[WHAT IS REQUIRED]:
Go through the entries below line by line and tally those holding "true"; write only the tally.

Saved entries:

*-*-*

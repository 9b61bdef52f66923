//! Change records reported by a diff.

use serde::{Deserialize, Serialize};
use serde_json::Value;

use crate::path::DiffPath;

/// One divergence between two values.
///
/// An absent side is reported as `null`, so `null` in `before` or `after` can
/// mean either "explicit null" or "missing".
#[derive(Clone, Debug, PartialEq, Serialize, Deserialize)]
pub struct ChangeRecord {
    pub path: DiffPath,
    pub before: Value,
    pub after: Value,
}

impl ChangeRecord {
    /// Build a record from possibly-absent sides, normalizing absence to `null`.
    pub fn new(path: DiffPath, before: Option<&Value>, after: Option<&Value>) -> Self {
        Self {
            path,
            before: before.cloned().unwrap_or(Value::Null),
            after: after.cloned().unwrap_or(Value::Null),
        }
    }

    /// The same divergence seen from the other direction.
    pub fn inverted(&self) -> Self {
        Self {
            path: self.path.clone(),
            before: self.after.clone(),
            after: self.before.clone(),
        }
    }
}

#[cfg(test)]
mod tests {
    use super::*;
    use crate::path;
    use serde_json::json;

    #[test]
    fn absent_sides_become_null() {
        let record = ChangeRecord::new(path!["x"], Some(&json!(1)), None);
        assert_eq!(record.before, json!(1));
        assert_eq!(record.after, Value::Null);
    }

    #[test]
    fn inverted_swaps_sides() {
        let record = ChangeRecord::new(path!["x", "z"], Some(&json!(2)), Some(&json!(3)));
        let inv = record.inverted();
        assert_eq!(inv.path, record.path);
        assert_eq!(inv.before, json!(3));
        assert_eq!(inv.after, json!(2));
        assert_eq!(inv.inverted(), record);
    }

    #[test]
    fn serialized_shape() {
        let record = ChangeRecord::new(path!["list", 1usize], None, Some(&json!({"a": true})));
        assert_eq!(
            serde_json::to_value(&record).unwrap(),
            json!({"path": ["list", 1], "before": null, "after": {"a": true}})
        );
    }
}
//! Value kinds resolved once per visited value.

use std::fmt;

use serde::{Deserialize, Serialize};
use serde_json::Value;

/// The kind of a value visited during a diff.
///
/// `Absent` stands for a mapping key missing on one side, or a sequence index
/// past the end of the right-hand sequence. It never appears inside a value.
#[derive(Clone, Copy, Debug, PartialEq, Eq, Hash, Serialize, Deserialize)]
#[serde(rename_all = "snake_case")]
pub enum ValueKind {
    Absent,
    Null,
    Bool,
    Number,
    String,
    Sequence,
    Mapping,
}

impl ValueKind {
    /// Resolve the kind of a possibly-absent value.
    pub fn of(value: Option<&Value>) -> Self {
        match value {
            None => Self::Absent,
            Some(Value::Null) => Self::Null,
            Some(Value::Bool(_)) => Self::Bool,
            Some(Value::Number(_)) => Self::Number,
            Some(Value::String(_)) => Self::String,
            Some(Value::Array(_)) => Self::Sequence,
            Some(Value::Object(_)) => Self::Mapping,
        }
    }

    /// Returns `true` for kinds that are compared by value rather than by
    /// recursion.
    pub fn is_primitive(self) -> bool {
        !matches!(self, Self::Sequence | Self::Mapping | Self::Absent)
    }

    pub fn as_str(self) -> &'static str {
        match self {
            Self::Absent => "absent",
            Self::Null => "null",
            Self::Bool => "bool",
            Self::Number => "number",
            Self::String => "string",
            Self::Sequence => "sequence",
            Self::Mapping => "mapping",
        }
    }
}

impl fmt::Display for ValueKind {
    fn fmt(&self, f: &mut fmt::Formatter<'_>) -> fmt::Result {
        f.write_str(self.as_str())
    }
}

*-*-*

[THE ANSWER]:
3